A description of the plenary and key components as well as the data collection and analysis of selected outcomes are provided.
Plenary and Key Components
A plenary session, titled “The #MeToo Movement, Systems of Power and Sexual Health and Wellbeing,” was dedicated to addressing sexual harassment at one of the leading international scientific congresses in the field of sexual health, the “Sexually Transmitted Infection (STI) & Human Immunodeficiency Virus (HIV) 2019 World Congress.” The 70-minute activity was the equivalent of 2 plenary session time slots at the Congress and included the following 3 key components.
Introduction and Engagement Opportunities
The plenary session began with vision and objective statements (Fig. 1A) followed by a brief highlight of findings of the NASEM report to emphasize the significance of the problem within the sciences and specifically within medicine. To encourage participation, 3 opportunities for engagement were offered. Attendees were invited to stand and take a pledge as a way to immediately create a moment of reflection and action (Fig. 1B). Attendees were also invited to participate in a question-and-answer (Q&A) discussion after the last speaker in a typical congress forum (i.e., a large open format and central aisle microphones). Finally, attendees were invited during the plenary to post anonymous written comments on white boards placed throughout the plenary venue. The latter, a common social design method, was offered as a means for equitable feedback, that is, for those who might feel less empowered or able to step forward in the Q&A and provided information for postplenary data analyses.
The #MeToo Movement's 2019 Public Service Announcement Campaign
After the introduction, the #MeToo movement's 2019 Public Service Announcement (PSA) campaign was introduced. The PSAs were developed by the founder of the #MeToo movement, Tarana Burke,8 and included a collection of the voices and stories of survivors of sexual violence and abuse in the form of YouTube videos.9 Four videos were shown at the plenary representing diverse voices in terms of gender, sexual orientation, race, and ethnicity. Before showing the videos, the chair cautioned attendees that the content of the videos might be triggering of traumatic events. Attendees were advised that there was an onsite qualified therapist to provide a facilitated support session if needed. The therapist was available in a quiet, private room adjacent to the plenary room.
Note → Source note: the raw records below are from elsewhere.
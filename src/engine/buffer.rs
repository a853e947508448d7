//! Whole-graph output buffers for one layer pass.

use candle_core::{DType, Device, Tensor};

use crate::ir::Value;

/// What a layer output looks like, as observed by the shape probe
#[derive(Debug, Clone, PartialEq)]
pub enum OutputSpec {
    /// One row per node with this trailing shape
    Tensor { row_shape: Vec<usize>, dtype: DType },
    /// Not row-indexed; nothing is gathered for it
    Opaque,
}

impl OutputSpec {
    pub fn of(value: &Value) -> Self {
        match value {
            Value::Tensor(t) if t.rank() >= 1 => OutputSpec::Tensor {
                row_shape: t.dims()[1..].to_vec(),
                dtype: t.dtype(),
            },
            _ => OutputSpec::Opaque,
        }
    }
}

enum Slot {
    /// Host tensor of shape `(num_rows, row_shape..)` in the probed dtype
    Tensor { buffer: Tensor, row_shape: Vec<usize> },
    Opaque,
}

/// Host buffers receiving every batch's rows for one layer.
///
/// Rows are indexed by global node id and each may be written once per
/// pass; [`LayerOutputs::finish`] refuses to hand out partially covered
/// results. Rows are copied into place unchanged, in the dtype the shape
/// probe observed.
pub struct LayerOutputs {
    layer: usize,
    num_rows: usize,
    slots: Vec<Slot>,
    written: Vec<bool>,
    rows_written: usize,
}

impl LayerOutputs {
    /// Zeroed buffers of `num_rows` rows for each output in `specs`
    pub fn allocate(layer: usize, specs: &[OutputSpec], num_rows: usize) -> crate::Result<Self> {
        let slots = specs
            .iter()
            .map(|spec| match spec {
                OutputSpec::Tensor { row_shape, dtype } => {
                    let mut shape = Vec::with_capacity(row_shape.len() + 1);
                    shape.push(num_rows);
                    shape.extend_from_slice(row_shape);
                    Ok(Slot::Tensor {
                        buffer: Tensor::zeros(shape, *dtype, &Device::Cpu)?,
                        row_shape: row_shape.clone(),
                    })
                }
                OutputSpec::Opaque => Ok(Slot::Opaque),
            })
            .collect::<crate::Result<Vec<_>>>()?;

        Ok(Self {
            layer,
            num_rows,
            slots,
            written: vec![false; num_rows],
            rows_written: 0,
        })
    }

    pub fn layer(&self) -> usize {
        self.layer
    }

    /// Number of outputs
    pub fn len(&self) -> usize {
        self.slots.len()
    }

    pub fn is_empty(&self) -> bool {
        self.slots.is_empty()
    }

    pub fn num_rows(&self) -> usize {
        self.num_rows
    }

    pub fn rows_written(&self) -> usize {
        self.rows_written
    }

    pub fn is_complete(&self) -> bool {
        self.rows_written == self.num_rows
    }

    /// Bytes held by the host buffers
    pub fn host_bytes(&self) -> usize {
        self.slots
            .iter()
            .map(|slot| match slot {
                Slot::Tensor { buffer, .. } => buffer.elem_count() * buffer.dtype().size_in_bytes(),
                Slot::Opaque => 0,
            })
            .sum()
    }

    /// Scatter one batch's results into the buffers.
    ///
    /// `values` holds the layer's outputs for the batch, with either one row
    /// per output node or one row per source node of the batch's block, in
    /// which case the leading destination rows are taken. Everything is
    /// checked before any row is written, so a rejected batch leaves the
    /// buffers untouched.
    pub fn write(
        &mut self,
        output_nodes: &[u32],
        num_src: usize,
        values: Vec<Value>,
    ) -> crate::Result<()> {
        if values.len() != self.slots.len() {
            return Err(crate::LayerwiseError::OutputArityMismatch {
                layer: self.layer,
                expected: self.slots.len(),
                actual: values.len(),
            });
        }
        self.check_rows(output_nodes)?;

        let num_dst = output_nodes.len();
        // Rows in ascending node order, so runs of consecutive ids are
        // copied with one slice each
        let mut order: Vec<usize> = (0..num_dst).collect();
        order.sort_unstable_by_key(|&r| output_nodes[r]);
        let sorted_nodes: Vec<u32> = order.iter().map(|&r| output_nodes[r]).collect();
        let reorder = order.iter().enumerate().any(|(i, &r)| i != r);

        let mut staged = Vec::with_capacity(values.len());
        for (i, (slot, value)) in self.slots.iter().zip(values).enumerate() {
            let Slot::Tensor { buffer, row_shape } = slot else {
                staged.push(None);
                continue;
            };
            let tensor = value.as_tensor().map_err(|_| {
                crate::LayerwiseError::EvalError(format!(
                    "layer {} output {} was a tensor in the probe but is now {}",
                    self.layer,
                    i,
                    value.kind()
                ))
            })?;
            let rows = tensor.dims().first().copied().unwrap_or(0);
            let tensor = if rows == num_dst {
                tensor.clone()
            } else if rows == num_src {
                tensor.narrow(0, 0, num_dst)?
            } else {
                return Err(crate::LayerwiseError::EvalError(format!(
                    "layer {} output {} has {} rows for a batch of {} nodes",
                    self.layer, i, rows, num_dst
                )));
            };
            if tensor.dims()[1..] != row_shape[..] {
                return Err(crate::LayerwiseError::EvalError(format!(
                    "layer {} output {} rows have shape {:?}, expected {:?}",
                    self.layer,
                    i,
                    &tensor.dims()[1..],
                    row_shape
                )));
            }
            if tensor.dtype() != buffer.dtype() {
                return Err(crate::LayerwiseError::EvalError(format!(
                    "layer {} output {} has dtype {:?}, the probe saw {:?}",
                    self.layer,
                    i,
                    tensor.dtype(),
                    buffer.dtype()
                )));
            }
            let mut host = tensor.to_device(&Device::Cpu)?;
            if reorder {
                let index: Vec<u32> = order.iter().map(|&r| r as u32).collect();
                let index = Tensor::from_vec(index, num_dst, &Device::Cpu)?;
                host = host.index_select(&index, 0)?;
            }
            staged.push(Some(host.contiguous()?));
        }

        for (slot, host) in self.slots.iter().zip(staged) {
            if let (Slot::Tensor { buffer, .. }, Some(host)) = (slot, host) {
                let mut start = 0;
                while start < num_dst {
                    let mut end = start + 1;
                    while end < num_dst && sorted_nodes[end] == sorted_nodes[end - 1] + 1 {
                        end += 1;
                    }
                    let run = host.narrow(0, start, end - start)?;
                    buffer.slice_set(&run, 0, sorted_nodes[start] as usize)?;
                    start = end;
                }
            }
        }
        for &node in output_nodes {
            self.written[node as usize] = true;
        }
        self.rows_written += output_nodes.len();
        Ok(())
    }

    fn check_rows(&self, output_nodes: &[u32]) -> crate::Result<()> {
        let mut sorted = output_nodes.to_vec();
        sorted.sort_unstable();
        if let Some(pair) = sorted.windows(2).find(|w| w[0] == w[1]) {
            return Err(crate::LayerwiseError::CoverageError(format!(
                "node {} appears twice in one batch",
                pair[0]
            )));
        }
        for &node in &sorted {
            match self.written.get(node as usize) {
                None => {
                    return Err(crate::LayerwiseError::CoverageError(format!(
                        "node {} out of range for {} rows",
                        node, self.num_rows
                    )))
                }
                Some(true) => {
                    return Err(crate::LayerwiseError::CoverageError(format!(
                        "row {} of layer {} written twice",
                        node, self.layer
                    )))
                }
                Some(false) => {}
            }
        }
        Ok(())
    }

    /// Check every row was written and hand out the layer's values.
    ///
    /// Tensor outputs become host tensors of shape `(num_rows, row_shape..)`;
    /// opaque outputs become [`Value::None`].
    pub fn finish(self) -> crate::Result<Vec<Value>> {
        if !self.is_complete() {
            let first_missing = self.written.iter().position(|&w| !w).unwrap_or(0);
            return Err(crate::LayerwiseError::CoverageError(format!(
                "layer {} wrote {} of {} rows (first missing: {})",
                self.layer, self.rows_written, self.num_rows, first_missing
            )));
        }

        Ok(self
            .slots
            .into_iter()
            .map(|slot| match slot {
                Slot::Tensor { buffer, .. } => Value::Tensor(buffer),
                Slot::Opaque => Value::None,
            })
            .collect())
    }
}

#[cfg(test)]
mod tests {
    use super::*;

    fn spec(cols: usize) -> OutputSpec {
        OutputSpec::Tensor {
            row_shape: vec![cols],
            dtype: DType::F32,
        }
    }

    fn rows(data: &[f32], cols: usize) -> Value {
        let n = data.len() / cols;
        Value::Tensor(Tensor::from_vec(data.to_vec(), (n, cols), &Device::Cpu).unwrap())
    }

    #[test]
    fn test_scatter_and_finish() {
        let mut out = LayerOutputs::allocate(0, &[spec(2), OutputSpec::Opaque], 3).unwrap();
        out.write(&[2, 0], 2, vec![rows(&[5.0, 6.0, 1.0, 2.0], 2), Value::Int(1)])
            .unwrap();
        assert!(!out.is_complete());
        out.write(&[1], 1, vec![rows(&[3.0, 4.0], 2), Value::Int(2)]).unwrap();

        let values = out.finish().unwrap();
        let t: Vec<Vec<f32>> = values[0].as_tensor().unwrap().to_vec2().unwrap();
        assert_eq!(t, vec![vec![1.0, 2.0], vec![3.0, 4.0], vec![5.0, 6.0]]);
        assert!(matches!(values[1], Value::None));
    }

    #[test]
    fn test_src_rows_narrowed() {
        let mut out = LayerOutputs::allocate(0, &[spec(1)], 2).unwrap();
        // Batch of one destination with two source rows
        out.write(&[1], 2, vec![rows(&[9.0, 7.0], 1)]).unwrap();
        out.write(&[0], 1, vec![rows(&[4.0], 1)]).unwrap();
        let t: Vec<Vec<f32>> = out.finish().unwrap()[0].as_tensor().unwrap().to_vec2().unwrap();
        assert_eq!(t, vec![vec![4.0], vec![9.0]]);
    }

    #[test]
    fn test_double_write_rejected() {
        let mut out = LayerOutputs::allocate(0, &[spec(1)], 2).unwrap();
        out.write(&[0], 1, vec![rows(&[1.0], 1)]).unwrap();
        let err = out.write(&[1, 0], 2, vec![rows(&[2.0, 3.0], 1)]).unwrap_err();
        assert!(matches!(err, crate::LayerwiseError::CoverageError(_)));
        // Rejected batch left row 1 untouched
        assert_eq!(out.rows_written(), 1);
    }

    #[test]
    fn test_incomplete_coverage() {
        let mut out = LayerOutputs::allocate(3, &[spec(1)], 2).unwrap();
        out.write(&[0], 1, vec![rows(&[1.0], 1)]).unwrap();
        let err = out.finish().err().unwrap();
        assert!(err.to_string().contains("first missing: 1"));
    }

    #[test]
    fn test_arity_and_shape_checks() {
        let mut out = LayerOutputs::allocate(1, &[spec(2)], 2).unwrap();
        let err = out.write(&[0], 1, vec![]).unwrap_err();
        assert!(matches!(
            err,
            crate::LayerwiseError::OutputArityMismatch { layer: 1, expected: 1, actual: 0 }
        ));
        assert!(out.write(&[0], 1, vec![rows(&[1.0, 2.0, 3.0], 3)]).is_err());
    }

    #[test]
    fn test_spec_of_value() {
        let t = Tensor::zeros((1, 4, 2), DType::F16, &Device::Cpu).unwrap();
        assert_eq!(
            OutputSpec::of(&Value::Tensor(t)),
            OutputSpec::Tensor {
                row_shape: vec![4, 2],
                dtype: DType::F16
            }
        );
        assert_eq!(OutputSpec::of(&Value::Int(3)), OutputSpec::Opaque);
    }

    #[test]
    fn test_rows_keep_probed_dtype() {
        let wide = OutputSpec::Tensor {
            row_shape: vec![1],
            dtype: DType::F64,
        };
        let ints = OutputSpec::Tensor {
            row_shape: vec![1],
            dtype: DType::I64,
        };
        let mut out = LayerOutputs::allocate(0, &[wide, ints], 3).unwrap();
        assert_eq!(out.host_bytes(), 2 * 3 * 8);

        let f = Tensor::new(&[[0.1f64], [16777217.0]], &Device::Cpu).unwrap();
        let i = Tensor::new(&[[-5i64], [9007199254740993]], &Device::Cpu).unwrap();
        out.write(&[2, 0], 2, vec![Value::Tensor(f), Value::Tensor(i)]).unwrap();
        let f = Tensor::new(&[[-0.25f64]], &Device::Cpu).unwrap();
        let i = Tensor::new(&[[3i64]], &Device::Cpu).unwrap();
        out.write(&[1], 1, vec![Value::Tensor(f), Value::Tensor(i)]).unwrap();

        let values = out.finish().unwrap();
        let f = values[0].as_tensor().unwrap();
        assert_eq!(f.dtype(), DType::F64);
        assert_eq!(
            f.to_vec2::<f64>().unwrap(),
            vec![vec![16777217.0], vec![-0.25], vec![0.1]]
        );
        let i = values[1].as_tensor().unwrap();
        assert_eq!(
            i.to_vec2::<i64>().unwrap(),
            vec![vec![9007199254740993], vec![3], vec![-5]]
        );
    }

    #[test]
    fn test_dtype_change_rejected() {
        let mut out = LayerOutputs::allocate(0, &[spec(1)], 1).unwrap();
        let t = Tensor::new(&[[1f64]], &Device::Cpu).unwrap();
        assert!(out.write(&[0], 1, vec![Value::Tensor(t)]).is_err());
        assert_eq!(out.rows_written(), 0);
    }
}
Two Expert External Speakers
After the PSAs, 2 expert speakers gave talks representing advocacy in investigative journalism related to sexual harassment and excellence in research documenting the health impacts of sexual harassment. The first speaker Irin Carmon, an investigative journalist, was selected because of her work related to the #MeToo movement.10 In 2017 and 2018, Ms. Carmon, along with a Washington Post team, broke the news of sexual harassment and assault allegations against the journalist Charlie Rose, as well as the role of CBS and its leadership in covering up the behavior.11,12 The second speaker was Dr. Rebecca Thurston, who is a Professor of Psychiatry and Director of the Women's Biobehavioral Health Laboratory at the University of Pittsburgh. Dr. Rebecca Thurston was selected because of her scientific research quantifying chronic health–related impacts associated with sexual harassment and assault.13,14
Data Collection and Analyses
Descriptive analyses were conducted on selected outcomes of the plenary as a means to quantify the impact. A count of plenary attendees and monitoring of participation was conducted, including an assessment of the proportion of attendees engaging in the pledge, participating in the Q&A session, and posting comments on the white boards. A postcongress survey sent to all congress attendees asked respondents to rank the plenary sessions, and these data were compiled. In addition, the post-it notes were collected and analyzed after the congress. The text from each post-it was entered by a research assistant into a Word document, a word cloud was generated, and the text was analyzed using an iterative, constant comparative approach to identify domains and themes.15,16 Two researchers with guidance from a medical anthropologist independently reviewed the comments from each post-it and created a preliminary coding framework via open coding. The codes identified were discussed and reconciled by the 2 researchers to create the initial coding framework. The researchers independently applied the codes to the text and then, together, reviewed their coding to assess consistency between coders. Discrepancies in coding were resolved through consensus. The coded text was then reviewed with the medical anthropologist to develop the final hierarchical theme structure.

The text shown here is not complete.